Fagites se volvió hacia uno de sus secuaces, que extrajo un trozo de pergamino, y ambos lo estudiaron minuciosamente durante un rato, comentando en voz baja entre ellos. Fagites recuperó de nuevo su postura fanfarrona. Sonrió socarronamente y miró con desdén a Lucio. – ¿Cuánto estás dispuesto a pagarme para asegurarte de que no cometa ningún… error?

Lucio se mordió el labio. Reflexionó durante un buen rato y luego murmuró una cifra en voz baja.

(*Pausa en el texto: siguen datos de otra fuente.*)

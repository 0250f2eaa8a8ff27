#![forbid(unsafe_code)]

//! msim: Metrics Simulator CLI entry point.

use clap::Parser;

mod cli_app;

fn main() {
    let args = cli_app::Cli::parse();
    if let Err(e) = cli_app::run(&args) {
        eprintln!("msim: {e}");
        std::process::exit(e.exit_code());
    }
}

Fagites se echó a reír. – ¡No te culpo por hablar tan bajo! Deberías avergonzarte por ofrecer tan poco a cambio de que nada malo le suceda al querido hermano de tu esposa. Multiplica esa cantidad por cuatro y consideraré tu oferta.

Lucio tragó el nudo que se le había formado en la garganta.

–Muy bien.

Fagites movió afirmativamente la cabeza.

–Eso ya está mejor. Ahora, todo lo que tienes que hacer es suplicarme que coja el dinero y me largaré. – ¿Qué?

–Suplícamelo. Con algo tengo que divertirme esta noche, ¿no? Arrodíllate, ciudadano, y suplícame que acepte tu oferta.

Lucio miró de reojo a Julia, que apartó la vista. El pánico parecía haber agotado el último gramo de fuerza que pudiera quedar en Cayo y apenas podía mantenerse en pie. Lucio cayó de rodillas. – ¡Te lo imploro, Cornelio Fagites, toma el dinero que te ofrezco y déjanos en paz!

Fagites soltó una carcajada. Le alborotó el pelo a Lucio. – ¡Mucho mejor, hombrecito! Muy bien, ve a buscar mi dinero. Pero estás cerrando un trato de imbéciles. Tu cuñado estará muerto antes de los próximos idus. Me llevaré tu dinero y dejaré que el joven César conserve su cabeza; y después, cuando se la corte, recibiré un segundo pago por parte de Sila. Me pagarán dos veces por la misma cabeza… ¡sobre los hombros y separada de ellos!

Lucio le entregó el dinero. Fagites y sus hombres partieron sin decir nada más. Julia estaba tan consternada que no podía ni hablar. Cayo se acercó tambaleándose al triclinio y se derrumbó en él.

Lucio palpó la frente de Cayo. El joven volvía a estar ardiendo de fiebre.

Pese a la enfermedad de Cayo, aquella misma noche Lucio y Julia consiguieron una litera y lo transportaron a otro escondite. Si Fagites había encontrado a Cayo, cualquiera podía hacerlo. El hecho de que su nombre no apareciese aún entre los proscritos no garantizaba que estuviese a salvo.

En los días y las noches que siguieron, y aunque las fiebres no remitían, Cayo fue trasladado de un refugio a otro. Mientras, los miembros más ancianos de la familia de los Julio entraron en arduas negociaciones con los miembros del círculo interno de Sila para tratar de alejar a Cayo del peligro.

Lucio se reunía a diario con los Julio a la espera de recibir buenas noticias.

Las proscripciones continuaron. Cada día se sumaban nuevos nombres a las listas. Lucio empezaba a temer ver también su nombre algún día en ellas. Se aseguró que la puerta que habían echado abajo Fagites y sus hombres fuera reparada enseguida y reforzada. Llevaba siempre encima un puñal. Compró un veneno de acción rápida a un dudoso personaje del puerto y se lo entregó a Julia para que lo guardase. La muerte por decapitación era espeluznante pero rápida, se dijo, pero se estremecía sólo de pensar en lo que sería de Julia cuando él ya no estuviera. Quería que dispusiese de medios para acabar pronto con todo. ¡En qué época vivían, que un hombre tuviera que estar listo incluso para aquellas eventualidades!